[Haskell-cafe] Call for discussion: OverloadedLists extension
Michael Snoyman
michael at snoyman.com
Sun Sep 23 06:06:57 CEST 2012
(Prettier formatting available at: https://gist.github.com/3761252)
Many of us use the OverloadedStrings language extension on a regular
basis. It provides the ability to keep the ease-of-use of string
literal syntax, while getting the performance and correctness
advantages of specialized datatypes like ByteString and Text. I think
we can get the same kind of benefit by allowing another literal syntax
to be overloaded, namely lists.
## Overly simple approach
The simplest example I can think of is allowing easier usage of Vector:
[1, 2, 3] :: Vector Int
In order to allow this, we could use a typeclass approach similar to
how OverloadedStrings works:
class IsList a where
fromList :: [b] -> a b
instance IsList Vector where
fromList = V.fromList
foo :: Vector Int
foo = fromList [1, 2, 3]
## Flaws
However, such a proposal does not allow for constraints, e.g.:
instance IsList Set where
fromList = Set.fromList
No instance for (Ord b)
arising from a use of `Set.fromList'
In the expression: Set.fromList
In an equation for `fromList': fromList = Set.fromList
In the instance declaration for `IsList Set'
Additionally, it provides for no means of creating instances for
datatypes like Map, where the contained value is not identical to the
value contained in the original list. In other words, what I'd like to
see is:
[("foo", 1), ("bar", 2)] :: Map Text Int
## A little better: MPTC
A simplistic approach to solve this would be to just use MultiParamTypeClasses:
class IsList input output where
fromList :: [input] -> output
instance IsList a (Vector a) where
fromList = V.fromList
foo :: Vector Int
foo = fromList [1, 2, 3]
Unfortunately, this will fail due to too much polymorphism:
No instance for (IsList input0 (Vector Int))

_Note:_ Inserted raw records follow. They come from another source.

use std::path::Path;

use anyhow::Result;
use clap::Parser;
use tracing_subscriber::EnvFilter;

use outreachbot::cli::Args;
use outreachbot::config::{AppConfig, ConfigError};
use outreachbot::discover::LeadDiscoverer;
use outreachbot::history::HistoryStore;
use outreachbot::pipeline::Pipeline;
use outreachbot::Lead;

#[tokio::main]
async fn main() -> Result<()> {
    let args = Args::parse();

    // Handle --init first, before any other processing
    if args.init {
        match AppConfig::create_default_config() {
            Ok(path) => {
                println!("✅ Created default configuration file at: {}", path.display());
                println!("   Edit this file to customize settings, then run outreachbot again.");
                std::process::exit(0);
            }
            Err(e) => {
                eprintln!("❌ Failed to create configuration file: {}", e);
                std::process::exit(1);
            }
        }
    }

    init_tracing(args.verbose);

    if let Err(e) = args.validate() {
        eprintln!("❌ {}", e);
        std::process::exit(1);
    }

    let config = match AppConfig::load() {
        Ok(cfg) => cfg,
        Err(ConfigError::FileNotFound(path)) => {
            eprintln!("❌ Configuration file not found at: {}", path.display());
            eprintln!("   Run with --init to create a default configuration file.");
            std::process::exit(1);
        }
        Err(e) => {
            eprintln!("❌ Configuration error: {}", e);
            std::process::exit(1);
        }
    };

    let log_path = args
        .log_path
        .clone()
        .unwrap_or_else(|| config.pipeline.outreach_log_path.clone());
    let history_path = args
        .history_path
        .clone()
        .unwrap_or_else(|| config.pipeline.history_path.clone());

    if let Some(n) = args.recall_history {
        print_history(Path::new(&history_path), n);
        return Ok(());
    }

    let leads = gather_leads(&args, &config).await?;
    if leads.is_empty() {
        println!("No leads found; nothing to do.");
        return Ok(());
    }

    let pipeline = Pipeline::new(
        &config,
        args.dry_run,
        args.use_browser,
        Path::new(&log_path),
        Path::new(&history_path),
    )?;

    let summary = match &args.url_file {
        Some(file) => format!("{} leads from {}", leads.len(), file),
        None => format!(
            "{} leads for '{}' in '{}'",
            leads.len(),
            args.category.as_deref().unwrap_or_default(),
            args.city.as_deref().unwrap_or_default()
        ),
    };

    let stats = pipeline.run(&leads, &summary).await?;

    println!(
        "\nDone: {} leads processed, {} sent, {} skipped, {} fetch failures, {} without email, {} send failures",
        stats.total, stats.sent, stats.skipped, stats.fetch_failed, stats.no_email, stats.send_failed
    );
    if args.dry_run {
        println!("(dry run: no emails were actually sent)");
    }

    Ok(())
}

fn init_tracing(verbose: u8) {
    let default_level = match verbose {
        0 => "warn",
        1 => "info",
        _ => "debug",
    };

    let filter = EnvFilter::try_from_default_env()
        .unwrap_or_else(|_| EnvFilter::new(format!("outreachbot={}", default_level)));

    tracing_subscriber::fmt()
        .with_env_filter(filter)
        .with_target(false)
        .init();
}

async fn gather_leads(args: &Args, config: &AppConfig) -> Result<Vec<Lead>> {
    if let Some(file) = &args.url_file {
        let mut leads = LeadDiscoverer::load_leads_from_file(Path::new(file))?;
        leads.truncate(args.max);
        return Ok(leads);
    }

    let city = args.city.as_deref().unwrap_or_default();
    let discoverer = LeadDiscoverer::new(config)?;

    let mut leads: Vec<Lead> = Vec::new();
    for category in args.categories() {
        if leads.len() >= args.max {
            break;
        }
        let remaining = args.max - leads.len();
        let found = discoverer
            .discover(
                city,
                &category,
                remaining,
                args.filter_aggregators,
                args.use_maps,
            )
            .await;
        leads.extend(found);
    }

    leads.truncate(args.max);
    Ok(leads)
}

fn print_history(path: &Path, n: usize) {
    let store = HistoryStore::new(path);
    let runs = store.last_runs(n);

    if runs.is_empty() {
        println!("No run history at {}", path.display());
        return;
    }

    println!("Last {} run(s):", runs.len());
    for run in runs {
        println!("  {}  {}", run.timestamp, run.summary);
        if !run.details.is_null() {
            println!("      {}", run.details);
        }
    }
}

arising from a use of `fromList'
Possible fix:
add an instance declaration for (IsList input0 (Vector Int))
In the expression: fromList [1, 2, 3]
In an equation for `foo': foo = fromList [1, 2, 3]
This can be worked around by giving an explicit type signature on the
numbers in the list, but that's not a robust solution. In order to
solve this properly, I think we need either functional dependencies or
type families:
## Functional dependencies
class IsList input output | output -> input where
fromList :: [input] -> output
instance IsList a (Vector a) where
fromList = V.fromList
instance Ord a => IsList a (Set a) where
fromList = Set.fromList
instance Ord k => IsList (k, v) (Map k v) where
fromList = Map.fromList
foo :: Vector Int
foo = fromList [1, 2, 3]
bar :: Set Int
bar = fromList [1, 2, 3]
baz :: Map String Int
baz = fromList [("foo", 1), ("bar", 2)]
## Type families
class IsList a where
type IsListInput a
fromList :: [IsListInput a] -> a
instance IsList (Vector a) where
type IsListInput (Vector a) = a
fromList = V.fromList
instance Ord a => IsList (Set a) where
type IsListInput (Set a) = a
fromList = Set.fromList
instance Ord k => IsList (Map k v) where
type IsListInput (Map k v) = (k, v)
fromList = Map.fromList
foo :: Vector Int
foo = fromList [1, 2, 3]
bar :: Set Int
bar = fromList [1, 2, 3]
baz :: Map String Int
baz = fromList [("foo", 1), ("bar", 2)]
## Conclusion
Consider most of this proposal to be a strawman: names and techniques
are completely up to debate. I'm fairly certain that our only two
choices to implement this extension is a useful way is fundeps and
type families, but perhaps there's another approach I'm missing. I
don't have any particular recommendation here, except to say that
fundeps is likely more well supported by other compilers.